TASK ITEM → Where a line contains the word "DatabaseConnection", copy that line from the records below.

Saved data entries →
-*-*-
use sea_orm::{ConnectionTrait, Database, DatabaseConnection, DbErr, Statement};

pub async fn init_db(database_url: &str) -> Result<DatabaseConnection, DbErr> {
    let db = Database::connect(database_url).await?;

    // Run migrations manually (simple SQL)
    run_migrations(&db).await?;

    Ok(db)
}

async fn run_migrations(db: &DatabaseConnection) -> Result<(), DbErr> {
    // Create employees table
    db.execute(Statement::from_string(
        db.get_database_backend(),
        r#"
        CREATE TABLE IF NOT EXISTS employees (
            id INTEGER PRIMARY KEY AUTOINCREMENT,
            first_name TEXT NOT NULL,
            last_name TEXT NOT NULL,
            position TEXT NOT NULL,
            hire_date TEXT NOT NULL,
            salary REAL NOT NULL CHECK (salary > 0),
            is_active INTEGER NOT NULL DEFAULT 1
        )
        "#
        .to_owned(),
    ))
    .await?;

    // Create users table
    db.execute(Statement::from_string(
        db.get_database_backend(),
        r#"
        CREATE TABLE IF NOT EXISTS users (
            id INTEGER PRIMARY KEY AUTOINCREMENT,
            username TEXT NOT NULL UNIQUE,
            password_hash TEXT NOT NULL,
            role TEXT NOT NULL CHECK (role IN ('manager', 'admin')),
            employee_id INTEGER,
            is_active INTEGER NOT NULL DEFAULT 1,
            created_at TEXT NOT NULL,
            FOREIGN KEY (employee_id) REFERENCES employees(id) ON DELETE SET NULL
        )
        "#
        .to_owned(),
    ))
    .await?;

    // Create countries table
    db.execute(Statement::from_string(
        db.get_database_backend(),
        r#"
        CREATE TABLE IF NOT EXISTS countries (
            id INTEGER PRIMARY KEY AUTOINCREMENT,
            name TEXT NOT NULL,
            visa_required INTEGER NOT NULL DEFAULT 0,
            created_at TEXT NOT NULL
        )
        "#
        .to_owned(),
    ))
    .await?;

    // Create cities table
    db.execute(Statement::from_string(
        db.get_database_backend(),
        r#"
        CREATE TABLE IF NOT EXISTS cities (
            id INTEGER PRIMARY KEY AUTOINCREMENT,
            country_id INTEGER NOT NULL,
            name TEXT NOT NULL,
            is_popular INTEGER NOT NULL DEFAULT 0,
            UNIQUE (country_id, name),
            FOREIGN KEY (country_id) REFERENCES countries(id)
        )
        "#
        .to_owned(),
    ))
    .await?;

    // Create hotels table
    db.execute(Statement::from_string(
        db.get_database_backend(),
        r#"
        CREATE TABLE IF NOT EXISTS hotels (
            id INTEGER PRIMARY KEY AUTOINCREMENT,
            city_id INTEGER NOT NULL,
            name TEXT NOT NULL,
            stars INTEGER NOT NULL CHECK (stars BETWEEN 1 AND 5),
            beach_line INTEGER NOT NULL DEFAULT 0,
            created_at TEXT NOT NULL,
            FOREIGN KEY (city_id) REFERENCES cities(id)
        )
        "#
        .to_owned(),
    ))
    .await?;

    // Create tour_types table
    db.execute(Statement::from_string(
        db.get_database_backend(),
        r#"
        CREATE TABLE IF NOT EXISTS tour_types (
            id INTEGER PRIMARY KEY AUTOINCREMENT,
            name TEXT NOT NULL UNIQUE,
            description TEXT
        )
        "#
        .to_owned(),
    ))
    .await?;

    // Create tours table
    db.execute(Statement::from_string(
        db.get_database_backend(),
        r#"
        CREATE TABLE IF NOT EXISTS tours (
            id INTEGER PRIMARY KEY AUTOINCREMENT,
            type_id INTEGER NOT NULL,
            title TEXT NOT NULL,
            description TEXT,
            base_price REAL NOT NULL CHECK (base_price > 0),
            is_active INTEGER NOT NULL DEFAULT 1,
            created_at TEXT NOT NULL,
            FOREIGN KEY (type_id) REFERENCES tour_types(id)
        )
        "#
        .to_owned(),
    ))
    .await?;

    // Create tour_hotels junction table
    db.execute(Statement::from_string(
        db.get_database_backend(),
        r#"
        CREATE TABLE IF NOT EXISTS tour_hotels (
            tour_id INTEGER NOT NULL,
            hotel_id INTEGER NOT NULL,
            nights INTEGER NOT NULL CHECK (nights > 0),
            PRIMARY KEY (tour_id, hotel_id),
            FOREIGN KEY (tour_id) REFERENCES tours(id) ON DELETE CASCADE,
            FOREIGN KEY (hotel_id) REFERENCES hotels(id)
        )
        "#
        .to_owned(),
    ))
    .await?;

    // Create clients table
    db.execute(Statement::from_string(
        db.get_database_backend(),
        r#"
        CREATE TABLE IF NOT EXISTS clients (
            id INTEGER PRIMARY KEY AUTOINCREMENT,
            first_name TEXT NOT NULL,
            last_name TEXT NOT NULL,
            name_latin TEXT,
            passport_number TEXT NOT NULL UNIQUE,
            passport_expiry TEXT NOT NULL,
            birth_date TEXT NOT NULL,
            gender TEXT NOT NULL,
            phone TEXT NOT NULL,
            email TEXT UNIQUE,
            registration_date TEXT NOT NULL
        )
        "#
        .to_owned(),
    ))
    .await?;

    // Create bookings table
    db.execute(Statement::from_string(
        db.get_database_backend(),
        r#"
        CREATE TABLE IF NOT EXISTS bookings (
            id INTEGER PRIMARY KEY AUTOINCREMENT,
            client_id INTEGER NOT NULL,
            tour_id INTEGER NOT NULL,
            employee_id INTEGER NOT NULL,
            booking_date TEXT NOT NULL,
            departure_date TEXT NOT NULL,
            return_date TEXT NOT NULL,
            total_price REAL NOT NULL CHECK (total_price > 0),
            status TEXT NOT NULL CHECK (status IN ('confirmed', 'paid', 'cancelled', 'completed')),
            is_paid INTEGER NOT NULL DEFAULT 0,
            has_prepayment INTEGER NOT NULL DEFAULT 0,
            CHECK (return_date > departure_date),
            FOREIGN KEY (client_id) REFERENCES clients(id) ON DELETE CASCADE,
            FOREIGN KEY (tour_id) REFERENCES tours(id),
            FOREIGN KEY (employee_id) REFERENCES employees(id)
        );
        CREATE INDEX IF NOT EXISTS idx_bookings_client_id ON bookings(client_id);
        CREATE INDEX IF NOT EXISTS idx_bookings_tour_id ON bookings(tour_id);
        CREATE INDEX IF NOT EXISTS idx_bookings_status ON bookings(status);
        "#
        .to_owned(),
    ))
    .await?;

    // Create payments table
    db.execute(Statement::from_string(
        db.get_database_backend(),
        r#"
        CREATE TABLE IF NOT EXISTS payments (
            id INTEGER PRIMARY KEY AUTOINCREMENT,
            booking_id INTEGER NOT NULL,
            amount REAL NOT NULL CHECK (amount > 0),
            payment_date TEXT NOT NULL,
            method TEXT NOT NULL,
            transaction_id TEXT UNIQUE,
            FOREIGN KEY (booking_id) REFERENCES bookings(id) ON DELETE CASCADE
        );
        CREATE INDEX IF NOT EXISTS idx_payments_booking_id ON payments(booking_id);
        "#
        .to_owned(),
    ))
    .await?;

    // Create reviews table
    db.execute(Statement::from_string(
        db.get_database_backend(),
        r#"
        CREATE TABLE IF NOT EXISTS reviews (
            id INTEGER PRIMARY KEY AUTOINCREMENT,
            tour_id INTEGER NOT NULL,
            client_id INTEGER NOT NULL,
            rating INTEGER NOT NULL CHECK (rating BETWEEN 1 AND 5),
            comment TEXT,
            review_date TEXT NOT NULL,
            UNIQUE (tour_id, client_id),
            FOREIGN KEY (tour_id) REFERENCES tours(id),
            FOREIGN KEY (client_id) REFERENCES clients(id) ON DELETE CASCADE
        );
        CREATE INDEX IF NOT EXISTS idx_reviews_tour_id ON reviews(tour_id);
        "#
        .to_owned(),
    ))
    .await?;

    Ok(())
}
-*-*-
FINAL ANSWER →
use sea_orm::{ConnectionTrait, Database, DatabaseConnection, DbErr, Statement};
pub async fn init_db(database_url: &str) -> Result<DatabaseConnection, DbErr> {
async fn run_migrations(db: &DatabaseConnection) -> Result<(), DbErr> {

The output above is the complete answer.